Data excerpts
use crate::models::{ChunkLayout, PlaybackState};

/// Track position derived from the audio clock.
///
/// While playing, `position = clock - anchor`; otherwise the position is
/// frozen. Every start re-anchors, so resuming after a pause continues from
/// the frozen position regardless of how long the pause lasted.
#[derive(Debug, Clone)]
pub struct PositionTracker {
    state: PlaybackState,
    position: f64,
    anchor: f64,
    layout: ChunkLayout,
    pause_clock: Option<f64>,
    last_seek_clock: f64,
}

impl PositionTracker {
    pub fn new(layout: ChunkLayout) -> Self {
        Self {
            state: PlaybackState::Stopped,
            position: 0.0,
            anchor: 0.0,
            layout,
            pause_clock: None,
            last_seek_clock: 0.0,
        }
    }

    /// Forget everything and adopt a new track layout
    pub fn reset(&mut self, layout: ChunkLayout) {
        *self = Self::new(layout);
    }

    pub fn layout(&self) -> &ChunkLayout {
        &self.layout
    }

    pub fn state(&self) -> PlaybackState {
        self.state
    }

    pub fn is_playing(&self) -> bool {
        self.state == PlaybackState::Playing
    }

    pub fn is_paused(&self) -> bool {
        self.state == PlaybackState::Paused
    }

    /// Begin (or resume) advancing from the frozen position
    pub fn start(&mut self, clock_now: f64) {
        self.anchor = clock_now - self.position;
        self.state = PlaybackState::Playing;
        self.pause_clock = None;
    }

    /// Freeze at the current position
    pub fn pause(&mut self, clock_now: f64) {
        self.position = self.current_position(clock_now);
        self.state = PlaybackState::Paused;
        self.pause_clock = Some(clock_now);
    }

    pub fn stop(&mut self) {
        self.position = 0.0;
        self.state = PlaybackState::Stopped;
        self.pause_clock = None;
    }

    /// Move to `time`, clamped to the track; returns the clamped position
    pub fn seek(&mut self, time: f64, clock_now: f64) -> f64 {
        self.position = self.layout.clamp_time(time);
        self.last_seek_clock = clock_now;
        if self.is_playing() {
            self.anchor = clock_now - self.position;
        }
        self.position
    }

    /// Current position in seconds, within `[0, duration]`
    pub fn current_position(&self, clock_now: f64) -> f64 {
        if self.is_playing() {
            self.layout.clamp_time(clock_now - self.anchor)
        } else {
            self.position
        }
    }

    /// Recompute and store the position from the clock
    pub fn sync(&mut self, clock_now: f64) -> f64 {
        self.position = self.current_position(clock_now);
        self.position
    }

    pub fn current_chunk(&self, clock_now: f64) -> usize {
        self.layout.chunk_index_at(self.current_position(clock_now))
    }

    pub fn progress(&self, clock_now: f64) -> f64 {
        if self.layout.duration > 0.0 {
            self.current_position(clock_now) / self.layout.duration
        } else {
            0.0
        }
    }

    pub fn is_finished(&self, clock_now: f64) -> bool {
        self.is_playing() && self.current_position(clock_now) >= self.layout.duration
    }

    /// Seconds spent paused so far
    pub fn paused_for(&self, clock_now: f64) -> Option<f64> {
        self.pause_clock.map(|at| (clock_now - at).max(0.0))
    }

    pub fn last_seek_clock(&self) -> f64 {
        self.last_seek_clock
    }
}

#[cfg(test)]
mod tests {
    use super::*;

    fn tracker() -> PositionTracker {
        PositionTracker::new(ChunkLayout::new(100.0, 30.0))
    }

    #[test]
    fn test_position_follows_clock_while_playing() {
        let mut tracker = tracker();
        tracker.start(10.0);
        assert_eq!(tracker.current_position(10.0), 0.0);
        assert_eq!(tracker.current_position(45.0), 35.0);
        assert_eq!(tracker.current_chunk(45.0), 1);
        assert_eq!(tracker.current_position(500.0), 100.0);
        assert!(tracker.is_finished(500.0));
    }

    #[test]
    fn test_pause_and_resume_keep_position() {
        let mut tracker = tracker();
        tracker.start(0.0);
        tracker.pause(20.0);
        assert!(tracker.is_paused());
        assert_eq!(tracker.current_position(80.0), 20.0);
        assert_eq!(tracker.paused_for(80.0), Some(60.0));

        tracker.start(80.0);
        assert_eq!(tracker.current_position(85.0), 25.0);
        assert_eq!(tracker.paused_for(85.0), None);
    }

    #[test]
    fn test_seek_clamps_and_reanchors() {
        let mut tracker = tracker();
        assert_eq!(tracker.seek(150.0, 0.0), 100.0);
        assert_eq!(tracker.seek(-5.0, 0.0), 0.0);

        tracker.start(0.0);
        tracker.seek(75.0, 10.0);
        assert_eq!(tracker.current_position(12.0), 77.0);
        assert_eq!(tracker.current_chunk(12.0), 2);
        assert_eq!(tracker.last_seek_clock(), 10.0);
    }

    #[test]
    fn test_stop_resets() {
        let mut tracker = tracker();
        tracker.start(0.0);
        tracker.sync(40.0);
        tracker.stop();
        assert_eq!(tracker.state(), PlaybackState::Stopped);
        assert_eq!(tracker.current_position(90.0), 0.0);
        assert_eq!(tracker.progress(90.0), 0.0);
    }
}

### Work instruction
Return all of the entries exactly as they were supplied.

### Your response
use crate::models::{ChunkLayout, PlaybackState};

/// Track position derived from the audio clock.
///
/// While playing, `position = clock - anchor`; otherwise the position is
/// frozen. Every start re-anchors, so resuming after a pause continues from
/// the frozen position regardless of how long the pause lasted.
#[derive(Debug, Clone)]
pub struct PositionTracker {
    state: PlaybackState,
    position: f64,
    anchor: f64,
    layout: ChunkLayout,
    pause_clock: Option<f64>,
    last_seek_clock: f64,
}

impl PositionTracker {
    pub fn new(layout: ChunkLayout) -> Self {
        Self {
            state: PlaybackState::Stopped,
            position: 0.0,
            anchor: 0.0,
            layout,
            pause_clock: None,
            last_seek_clock: 0.0,
        }
    }

    /// Forget everything and adopt a new track layout
    pub fn reset(&mut self, layout: ChunkLayout) {
        *self = Self::new(layout);
    }

    pub fn layout(&self) -> &ChunkLayout {
        &self.layout
    }

    pub fn state(&self) -> PlaybackState {
        self.state
    }

    pub fn is_playing(&self) -> bool {
        self.state == PlaybackState::Playing
    }

    pub fn is_paused(&self) -> bool {
        self.state == PlaybackState::Paused
    }

    /// Begin (or resume) advancing from the frozen position
    pub fn start(&mut self, clock_now: f64) {
        self.anchor = clock_now - self.position;
        self.state = PlaybackState::Playing;
        self.pause_clock = None;
    }

    /// Freeze at the current position
    pub fn pause(&mut self, clock_now: f64) {
        self.position = self.current_position(clock_now);
        self.state = PlaybackState::Paused;
        self.pause_clock = Some(clock_now);
    }

    pub fn stop(&mut self) {
        self.position = 0.0;
        self.state = PlaybackState::Stopped;
        self.pause_clock = None;
    }

    /// Move to `time`, clamped to the track; returns the clamped position
    pub fn seek(&mut self, time: f64, clock_now: f64) -> f64 {
        self.position = self.layout.clamp_time(time);
        self.last_seek_clock = clock_now;
        if self.is_playing() {
            self.anchor = clock_now - self.position;
        }
        self.position
    }

    /// Current position in seconds, within `[0, duration]`
    pub fn current_position(&self, clock_now: f64) -> f64 {
        if self.is_playing() {
            self.layout.clamp_time(clock_now - self.anchor)
        } else {
            self.position
        }
    }

    /// Recompute and store the position from the clock
    pub fn sync(&mut self, clock_now: f64) -> f64 {
        self.position = self.current_position(clock_now);
        self.position
    }

    pub fn current_chunk(&self, clock_now: f64) -> usize {
        self.layout.chunk_index_at(self.current_position(clock_now))
    }

    pub fn progress(&self, clock_now: f64) -> f64 {
        if self.layout.duration > 0.0 {
            self.current_position(clock_now) / self.layout.duration
        } else {
            0.0
        }
    }

    pub fn is_finished(&self, clock_now: f64) -> bool {
        self.is_playing() && self.current_position(clock_now) >= self.layout.duration
    }

    /// Seconds spent paused so far
    pub fn paused_for(&self, clock_now: f64) -> Option<f64> {
        self.pause_clock.map(|at| (clock_now - at).max(0.0))
    }

    pub fn last_seek_clock(&self) -> f64 {
        self.last_seek_clock
    }
}

#[cfg(test)]
mod tests {
    use super::*;

    fn tracker() -> PositionTracker {
        PositionTracker::new(ChunkLayout::new(100.0, 30.0))
    }

    #[test]
    fn test_position_follows_clock_while_playing() {
        let mut tracker = tracker();
        tracker.start(10.0);
        assert_eq!(tracker.current_position(10.0), 0.0);
        assert_eq!(tracker.current_position(45.0), 35.0);
        assert_eq!(tracker.current_chunk(45.0), 1);
        assert_eq!(tracker.current_position(500.0), 100.0);
        assert!(tracker.is_finished(500.0));
    }

    #[test]
    fn test_pause_and_resume_keep_position() {
        let mut tracker = tracker();
        tracker.start(0.0);
        tracker.pause(20.0);
        assert!(tracker.is_paused());
        assert_eq!(tracker.current_position(80.0), 20.0);
        assert_eq!(tracker.paused_for(80.0), Some(60.0));

        tracker.start(80.0);
        assert_eq!(tracker.current_position(85.0), 25.0);
        assert_eq!(tracker.paused_for(85.0), None);
    }

    #[test]
    fn test_seek_clamps_and_reanchors() {
        let mut tracker = tracker();
        assert_eq!(tracker.seek(150.0, 0.0), 100.0);
        assert_eq!(tracker.seek(-5.0, 0.0), 0.0);

        tracker.start(0.0);
        tracker.seek(75.0, 10.0);
        assert_eq!(tracker.current_position(12.0), 77.0);
        assert_eq!(tracker.current_chunk(12.0), 2);
        assert_eq!(tracker.last_seek_clock(), 10.0);
    }

    #[test]
    fn test_stop_resets() {
        let mut tracker = tracker();
        tracker.start(0.0);
        tracker.sync(40.0);
        tracker.stop();
        assert_eq!(tracker.state(), PlaybackState::Stopped);
        assert_eq!(tracker.current_position(90.0), 0.0);
        assert_eq!(tracker.progress(90.0), 0.0);
    }
}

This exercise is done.